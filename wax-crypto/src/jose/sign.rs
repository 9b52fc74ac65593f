//! MACs and digital signatures over a JWS signing input,
//! as defined in [`rfc7518, section 3`].
//!
//! The primitive is selected by the [`AlgorithmDescriptor`] and the
//! key has to fit it: symmetric keys for `HS*`, RSA keys for `RS*`/`PS*`.
//!
//! [`rfc7518, section 3`]: https://datatracker.ietf.org/doc/html/rfc7518#section-3

use aws_lc_rs::{
    hmac,
    rand::SystemRandom,
    signature::{self, RsaEncoding, RsaParameters, UnparsedPublicKey},
};

use super::{
    AlgorithmDescriptor, DigestAlgorithm, JoseError, JoseKey, PrimitiveFamily, SymmetricKey,
};

/// Sign `signing_input` with `key`.
///
/// `none` produces the empty signature.
pub fn sign(
    signing_input: &[u8],
    key: &JoseKey,
    descriptor: &AlgorithmDescriptor,
) -> Result<Vec<u8>, JoseError> {
    check_supported(descriptor, key)?;

    match descriptor.family() {
        PrimitiveFamily::Unsecured => Ok(Vec::new()),
        PrimitiveFamily::HmacSha2 => {
            let key = hmac_key(descriptor, key)?;
            Ok(hmac::sign(&key, signing_input).as_ref().to_vec())
        }
        _ => {
            let padding = rsa_padding(descriptor)?;
            let key_pair = key
                .rsa_private()
                .ok_or_else(|| {
                    JoseError::invalid_key_material(format!(
                        "{} signing requires an RSA private key, got {}",
                        descriptor.name(),
                        key.algorithm_name()
                    ))
                })?
                .signing_key();
            let mut signature = vec![0u8; key_pair.public_modulus_len()];
            key_pair
                .sign(padding, &SystemRandom::new(), signing_input, &mut signature)
                .map_err(|err| JoseError::invalid_key_material("RSA signing").with_source(err))?;
            Ok(signature)
        }
    }
}

/// Check `signature` over `signing_input` with `key`.
///
/// A signature that does not match is `Ok(false)`. Errors are reserved
/// for algorithms and keys that cannot be used at all.
pub fn verify(
    signature: &[u8],
    signing_input: &[u8],
    key: &JoseKey,
    descriptor: &AlgorithmDescriptor,
) -> Result<bool, JoseError> {
    check_supported(descriptor, key)?;

    let valid = match descriptor.family() {
        PrimitiveFamily::Unsecured => signature.is_empty(),
        PrimitiveFamily::HmacSha2 => {
            let key = hmac_key(descriptor, key)?;
            hmac::verify(&key, signing_input, signature).is_ok()
        }
        _ => {
            let parameters = rsa_parameters(descriptor)?;
            let public = key.rsa_public().ok_or_else(|| {
                JoseError::invalid_key_material(format!(
                    "{} verification requires an RSA key, got {}",
                    descriptor.name(),
                    key.algorithm_name()
                ))
            })?;
            UnparsedPublicKey::new(parameters, public.as_pkcs1_der())
                .verify(signing_input, signature)
                .is_ok()
        }
    };
    if !valid {
        tracing::debug!(alg = descriptor.name(), "signature did not verify");
    }
    Ok(valid)
}

fn check_supported(descriptor: &AlgorithmDescriptor, key: &JoseKey) -> Result<(), JoseError> {
    match descriptor.family() {
        PrimitiveFamily::Unsecured
        | PrimitiveFamily::HmacSha2
        | PrimitiveFamily::RsaPkcs1v15Signature
        | PrimitiveFamily::RsaPss => (),
        PrimitiveFamily::Ecdsa => {
            return Err(JoseError::unsupported_algorithm(format!(
                "{} is not implemented",
                descriptor.name()
            )));
        }
        _ => {
            return Err(JoseError::unsupported_algorithm(format!(
                "'{}' is not a signature algorithm",
                descriptor.name()
            )));
        }
    }
    if let JoseKey::EllipticCurve(key) = key {
        return Err(JoseError::unsupported_algorithm(format!(
            "signatures with {} keys are not implemented",
            key.curve()
        )));
    }
    Ok(())
}

fn hmac_key(descriptor: &AlgorithmDescriptor, key: &JoseKey) -> Result<hmac::Key, JoseError> {
    let key: &SymmetricKey = match key {
        JoseKey::Symmetric(key) if key.kind().allows_hmac() => key,
        _ => {
            return Err(JoseError::invalid_key_material(format!(
                "{} requires an HMAC key, got {}",
                descriptor.name(),
                key.algorithm_name()
            )));
        }
    };
    let (algorithm, min_len) = match descriptor.digest() {
        Some(DigestAlgorithm::Sha256) => (hmac::HMAC_SHA256, 32),
        Some(DigestAlgorithm::Sha384) => (hmac::HMAC_SHA384, 48),
        Some(DigestAlgorithm::Sha512) => (hmac::HMAC_SHA512, 64),
        Some(DigestAlgorithm::Sha1) | None => {
            return Err(JoseError::unsupported_algorithm(format!(
                "{} has no HMAC-SHA2 digest",
                descriptor.name()
            )));
        }
    };
    // rfc7518, section 3.2: the key must be at least as long as the hash output
    if key.len() < min_len {
        return Err(JoseError::invalid_key_material(format!(
            "{} requires a key of at least {min_len} bytes, got {}",
            descriptor.name(),
            key.len()
        )));
    }
    Ok(hmac::Key::new(algorithm, key.as_bytes()))
}

fn rsa_padding(descriptor: &AlgorithmDescriptor) -> Result<&'static dyn RsaEncoding, JoseError> {
    let pss = descriptor.family() == PrimitiveFamily::RsaPss;
    match (pss, descriptor.digest()) {
        (false, Some(DigestAlgorithm::Sha256)) => Ok(&signature::RSA_PKCS1_SHA256),
        (false, Some(DigestAlgorithm::Sha384)) => Ok(&signature::RSA_PKCS1_SHA384),
        (false, Some(DigestAlgorithm::Sha512)) => Ok(&signature::RSA_PKCS1_SHA512),
        (true, Some(DigestAlgorithm::Sha256)) => Ok(&signature::RSA_PSS_SHA256),
        (true, Some(DigestAlgorithm::Sha384)) => Ok(&signature::RSA_PSS_SHA384),
        (true, Some(DigestAlgorithm::Sha512)) => Ok(&signature::RSA_PSS_SHA512),
        _ => Err(JoseError::unsupported_algorithm(descriptor.name())),
    }
}

fn rsa_parameters(descriptor: &AlgorithmDescriptor) -> Result<&'static RsaParameters, JoseError> {
    let pss = descriptor.family() == PrimitiveFamily::RsaPss;
    match (pss, descriptor.digest()) {
        (false, Some(DigestAlgorithm::Sha256)) => Ok(&signature::RSA_PKCS1_2048_8192_SHA256),
        (false, Some(DigestAlgorithm::Sha384)) => Ok(&signature::RSA_PKCS1_2048_8192_SHA384),
        (false, Some(DigestAlgorithm::Sha512)) => Ok(&signature::RSA_PKCS1_2048_8192_SHA512),
        (true, Some(DigestAlgorithm::Sha256)) => Ok(&signature::RSA_PSS_2048_8192_SHA256),
        (true, Some(DigestAlgorithm::Sha384)) => Ok(&signature::RSA_PSS_2048_8192_SHA384),
        (true, Some(DigestAlgorithm::Sha512)) => Ok(&signature::RSA_PSS_2048_8192_SHA512),
        _ => Err(JoseError::unsupported_algorithm(descriptor.name())),
    }
}

#[cfg(test)]
mod tests {
    use std::sync::OnceLock;

    use super::*;
    use crate::jose::{
        EcKey, JoseErrorKind, JwsAlgorithm, Registry, RsaPrivateKey, RsaPublicKey, SecretKeyKind,
        encoding,
    };

    fn rsa_key() -> &'static RsaPrivateKey {
        static KEY: OnceLock<RsaPrivateKey> = OnceLock::new();
        KEY.get_or_init(|| RsaPrivateKey::generate().unwrap())
    }

    fn private_key() -> JoseKey {
        RsaPrivateKey::from_pkcs8_der(rsa_key().as_pkcs8_der())
            .unwrap()
            .into()
    }

    fn public_key() -> JoseKey {
        RsaPublicKey::from_pkcs1_der(rsa_key().public_key().as_pkcs1_der())
            .unwrap()
            .into()
    }

    #[test]
    fn rfc7515_a1_hs256() {
        let signing_input = concat!(
            "eyJ0eXAiOiJKV1QiLA0KICJhbGciOiJIUzI1NiJ9",
            ".",
            "eyJpc3MiOiJqb2UiLA0KICJleHAiOjEzMDA4MTkzODAsDQogImh0dHA6Ly9leGFtcGxlLmNvbS9pc19yb290Ijp0cnVlfQ",
        );
        let key = JoseKey::from(
            SymmetricKey::from_base64url(
                SecretKeyKind::Hmac,
                "AyM1SysPpbyDfgZld3umj1qzKObwVMkoqQ-EstJQLr_T-1qS0gZH75aKtMN3Yj0iPS4hcgUuTwjAzZr1Z9CAow",
            )
            .unwrap(),
        );
        let descriptor = Registry::new().signature(&JwsAlgorithm::HS256);

        let signature = sign(signing_input.as_bytes(), &key, &descriptor).unwrap();
        assert_eq!(
            encoding::encode(&signature),
            "dBjftJeZ4CVP-mB92K27uhbUJU1p1r_wW1gFWFOEjXk"
        );
        assert!(verify(&signature, signing_input.as_bytes(), &key, &descriptor).unwrap());
    }

    #[test]
    fn altered_input_does_not_verify() {
        let registry = Registry::new();
        let hmac = JoseKey::from(SymmetricKey::shared(vec![9; 64]));
        let cases = [
            (JwsAlgorithm::HS256, &hmac, &hmac),
            (JwsAlgorithm::HS512, &hmac, &hmac),
            (JwsAlgorithm::RS256, &private_key(), &public_key()),
            (JwsAlgorithm::PS384, &private_key(), &private_key()),
        ];
        for (alg, signing_key, verifying_key) in cases {
            let descriptor = registry.signature(&alg);
            let input = b"eyJhbGciOiJub25lIn0.cGF5bG9hZA".to_vec();
            let signature = sign(&input, signing_key, &descriptor).unwrap();
            assert!(verify(&signature, &input, verifying_key, &descriptor).unwrap(), "{alg}");

            for i in 0..input.len() {
                let mut altered = input.clone();
                altered[i] ^= 0x01;
                assert!(!verify(&signature, &altered, verifying_key, &descriptor).unwrap(), "{alg} at {i}");
            }
            let mut altered = signature.clone();
            altered[0] ^= 0x80;
            assert!(!verify(&altered, &input, verifying_key, &descriptor).unwrap(), "{alg}");
        }
    }

    #[test]
    fn rsa_signature_has_modulus_length() {
        let descriptor = Registry::new().signature(&JwsAlgorithm::RS512);
        let signature = sign(b"input", &private_key(), &descriptor).unwrap();
        assert_eq!(signature.len(), 256);
        let err = sign(b"input", &public_key(), &descriptor).unwrap_err();
        assert_eq!(err.kind(), JoseErrorKind::InvalidKeyMaterial);
    }

    #[test]
    fn unsecured_signature_is_empty() {
        let descriptor = Registry::new().signature(&JwsAlgorithm::None);
        let key = JoseKey::from(SymmetricKey::hmac(vec![]));
        assert!(sign(b"input", &key, &descriptor).unwrap().is_empty());
        assert!(verify(&[], b"input", &key, &descriptor).unwrap());
        assert!(!verify(&[1], b"input", &key, &descriptor).unwrap());
    }

    #[test]
    fn hmac_key_checks() {
        let descriptor = Registry::new().signature(&JwsAlgorithm::HS384);
        for key in [
            JoseKey::from(SymmetricKey::hmac(vec![1; 47])),
            JoseKey::from(SymmetricKey::aes(vec![1; 48])),
            public_key(),
        ] {
            let err = sign(b"input", &key, &descriptor).unwrap_err();
            assert_eq!(err.kind(), JoseErrorKind::InvalidKeyMaterial);
        }
    }

    #[test]
    fn elliptic_curve_and_unknown_fail_fast() {
        let registry = Registry::new();
        let ec = JoseKey::from(EcKey::new("P-256", vec![1; 32]));
        for alg in [JwsAlgorithm::ES256, JwsAlgorithm::HS256] {
            let descriptor = registry.signature(&alg);
            let err = sign(b"input", &ec, &descriptor).unwrap_err();
            assert_eq!(err.kind(), JoseErrorKind::UnsupportedAlgorithm);
            let err = verify(&[0; 64], b"input", &ec, &descriptor).unwrap_err();
            assert_eq!(err.kind(), JoseErrorKind::UnsupportedAlgorithm);
        }

        let key = JoseKey::from(SymmetricKey::hmac(vec![1; 64]));
        for descriptor in [
            registry.signature(&JwsAlgorithm::ES512),
            registry.resolve_signature_algorithm(Some("HS1024")),
            registry.content_encryption(&crate::jose::ContentEncryptionAlgorithm::A128Gcm),
        ] {
            let err = sign(b"input", &key, &descriptor).unwrap_err();
            assert_eq!(err.kind(), JoseErrorKind::UnsupportedAlgorithm);
        }
    }
}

________________________________________

#### Work instruction
Present each line from the listing that holds the string "crate".

#### Solution for this exercise
    use crate::jose::{
            registry.content_encryption(&crate::jose::ContentEncryptionAlgorithm::A128Gcm),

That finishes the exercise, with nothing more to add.